'''

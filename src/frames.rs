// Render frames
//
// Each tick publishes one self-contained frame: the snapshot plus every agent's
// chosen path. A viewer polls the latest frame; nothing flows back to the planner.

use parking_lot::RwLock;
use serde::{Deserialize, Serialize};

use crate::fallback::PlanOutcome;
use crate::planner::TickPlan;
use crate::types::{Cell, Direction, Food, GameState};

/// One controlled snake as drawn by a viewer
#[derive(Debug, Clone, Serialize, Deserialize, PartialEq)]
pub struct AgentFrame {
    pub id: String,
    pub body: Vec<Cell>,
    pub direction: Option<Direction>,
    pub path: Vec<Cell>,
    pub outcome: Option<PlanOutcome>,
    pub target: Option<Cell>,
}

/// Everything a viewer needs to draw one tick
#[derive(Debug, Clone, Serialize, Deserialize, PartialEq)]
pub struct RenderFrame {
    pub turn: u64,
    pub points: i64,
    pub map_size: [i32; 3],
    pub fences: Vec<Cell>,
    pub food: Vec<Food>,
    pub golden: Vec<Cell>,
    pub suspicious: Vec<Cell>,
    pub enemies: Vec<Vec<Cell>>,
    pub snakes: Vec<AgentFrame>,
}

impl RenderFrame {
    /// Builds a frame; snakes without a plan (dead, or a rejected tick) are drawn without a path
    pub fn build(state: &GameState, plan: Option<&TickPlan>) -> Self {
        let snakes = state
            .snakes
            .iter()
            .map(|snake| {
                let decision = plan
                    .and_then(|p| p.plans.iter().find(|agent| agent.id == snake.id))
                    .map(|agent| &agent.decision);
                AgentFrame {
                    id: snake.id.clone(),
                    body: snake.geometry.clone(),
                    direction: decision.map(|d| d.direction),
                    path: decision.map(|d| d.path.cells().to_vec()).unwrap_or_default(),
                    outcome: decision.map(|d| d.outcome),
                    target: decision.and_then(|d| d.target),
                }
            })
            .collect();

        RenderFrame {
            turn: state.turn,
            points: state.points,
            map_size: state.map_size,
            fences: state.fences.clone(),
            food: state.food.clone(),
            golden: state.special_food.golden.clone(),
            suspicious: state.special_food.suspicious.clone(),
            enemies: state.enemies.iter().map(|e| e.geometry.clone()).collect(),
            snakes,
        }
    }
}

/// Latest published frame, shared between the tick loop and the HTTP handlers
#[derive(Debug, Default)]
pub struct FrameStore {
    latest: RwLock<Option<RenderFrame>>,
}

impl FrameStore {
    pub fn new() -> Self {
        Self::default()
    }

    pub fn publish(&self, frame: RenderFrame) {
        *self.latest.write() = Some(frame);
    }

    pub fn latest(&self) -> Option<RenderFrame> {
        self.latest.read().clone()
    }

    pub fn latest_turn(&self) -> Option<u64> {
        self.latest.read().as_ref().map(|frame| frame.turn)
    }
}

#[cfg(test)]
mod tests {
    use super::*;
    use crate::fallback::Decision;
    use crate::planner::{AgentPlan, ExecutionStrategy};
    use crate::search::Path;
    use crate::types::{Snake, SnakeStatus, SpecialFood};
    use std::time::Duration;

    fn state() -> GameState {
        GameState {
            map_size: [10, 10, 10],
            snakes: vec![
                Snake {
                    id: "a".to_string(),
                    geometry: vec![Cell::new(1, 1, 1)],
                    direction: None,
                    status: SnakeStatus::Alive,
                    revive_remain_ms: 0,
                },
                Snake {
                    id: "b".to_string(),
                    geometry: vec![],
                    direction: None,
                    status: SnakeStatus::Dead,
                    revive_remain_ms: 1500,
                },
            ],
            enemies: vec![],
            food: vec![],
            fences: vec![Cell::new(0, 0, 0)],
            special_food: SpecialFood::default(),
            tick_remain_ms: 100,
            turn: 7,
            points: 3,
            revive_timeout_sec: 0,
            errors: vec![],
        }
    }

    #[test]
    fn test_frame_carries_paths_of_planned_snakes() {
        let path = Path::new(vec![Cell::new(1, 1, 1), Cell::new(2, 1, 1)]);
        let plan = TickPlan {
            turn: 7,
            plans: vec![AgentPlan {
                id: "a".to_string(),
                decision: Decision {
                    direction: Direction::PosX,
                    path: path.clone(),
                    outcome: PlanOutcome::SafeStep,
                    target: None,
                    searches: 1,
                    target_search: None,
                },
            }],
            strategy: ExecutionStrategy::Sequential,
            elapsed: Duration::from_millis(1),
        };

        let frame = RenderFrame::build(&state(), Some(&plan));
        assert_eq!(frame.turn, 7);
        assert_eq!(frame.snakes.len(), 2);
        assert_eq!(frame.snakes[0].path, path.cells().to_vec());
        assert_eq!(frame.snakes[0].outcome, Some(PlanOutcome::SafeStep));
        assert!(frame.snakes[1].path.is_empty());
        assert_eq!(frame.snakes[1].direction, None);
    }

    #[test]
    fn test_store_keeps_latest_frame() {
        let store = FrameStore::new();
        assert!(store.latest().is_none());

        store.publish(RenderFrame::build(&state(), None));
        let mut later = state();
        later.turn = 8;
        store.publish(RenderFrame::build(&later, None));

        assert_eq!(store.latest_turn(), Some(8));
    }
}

'''
'''

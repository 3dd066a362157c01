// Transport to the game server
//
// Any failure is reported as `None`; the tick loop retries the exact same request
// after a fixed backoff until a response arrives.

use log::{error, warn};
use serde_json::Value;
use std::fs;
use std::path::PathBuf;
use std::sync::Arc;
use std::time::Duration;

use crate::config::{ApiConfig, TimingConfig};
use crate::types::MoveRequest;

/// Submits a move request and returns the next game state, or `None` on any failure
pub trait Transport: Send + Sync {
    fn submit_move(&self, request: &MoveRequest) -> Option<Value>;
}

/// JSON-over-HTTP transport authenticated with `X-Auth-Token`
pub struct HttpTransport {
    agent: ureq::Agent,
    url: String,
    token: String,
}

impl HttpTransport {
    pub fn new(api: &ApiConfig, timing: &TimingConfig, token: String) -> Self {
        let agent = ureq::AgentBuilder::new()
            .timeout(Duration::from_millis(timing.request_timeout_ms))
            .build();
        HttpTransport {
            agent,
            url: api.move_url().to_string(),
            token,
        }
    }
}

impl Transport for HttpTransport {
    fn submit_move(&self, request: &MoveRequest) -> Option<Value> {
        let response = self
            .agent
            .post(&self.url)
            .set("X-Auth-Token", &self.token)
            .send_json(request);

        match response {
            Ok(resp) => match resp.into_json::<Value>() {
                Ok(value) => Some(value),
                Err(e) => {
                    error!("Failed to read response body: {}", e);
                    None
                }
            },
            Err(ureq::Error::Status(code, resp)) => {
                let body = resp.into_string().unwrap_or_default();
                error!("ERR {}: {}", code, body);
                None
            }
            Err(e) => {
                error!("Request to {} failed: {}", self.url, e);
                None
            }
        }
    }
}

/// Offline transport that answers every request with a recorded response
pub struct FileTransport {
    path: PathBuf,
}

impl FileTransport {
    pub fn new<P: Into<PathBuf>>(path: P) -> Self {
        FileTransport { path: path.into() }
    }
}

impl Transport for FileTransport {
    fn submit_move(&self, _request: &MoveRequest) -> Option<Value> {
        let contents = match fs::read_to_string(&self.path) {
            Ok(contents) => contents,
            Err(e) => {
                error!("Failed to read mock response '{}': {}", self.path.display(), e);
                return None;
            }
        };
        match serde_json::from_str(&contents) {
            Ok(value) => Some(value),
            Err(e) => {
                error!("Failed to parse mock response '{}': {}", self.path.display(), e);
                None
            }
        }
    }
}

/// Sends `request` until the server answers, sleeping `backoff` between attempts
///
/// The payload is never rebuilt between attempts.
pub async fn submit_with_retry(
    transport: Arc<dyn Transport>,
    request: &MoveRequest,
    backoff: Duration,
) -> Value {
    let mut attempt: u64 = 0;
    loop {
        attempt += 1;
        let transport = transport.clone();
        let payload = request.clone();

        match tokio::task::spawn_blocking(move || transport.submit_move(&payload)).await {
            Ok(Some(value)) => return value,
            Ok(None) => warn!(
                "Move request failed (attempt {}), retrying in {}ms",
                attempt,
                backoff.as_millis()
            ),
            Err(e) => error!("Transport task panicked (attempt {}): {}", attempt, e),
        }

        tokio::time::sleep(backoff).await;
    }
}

'''

In the entries above, which lines hold the string "failure"? Report all of them.

// Any failure is reported as `None`; the tick loop retries the exact same request
/// Submits a move request and returns the next game state, or `None` on any failure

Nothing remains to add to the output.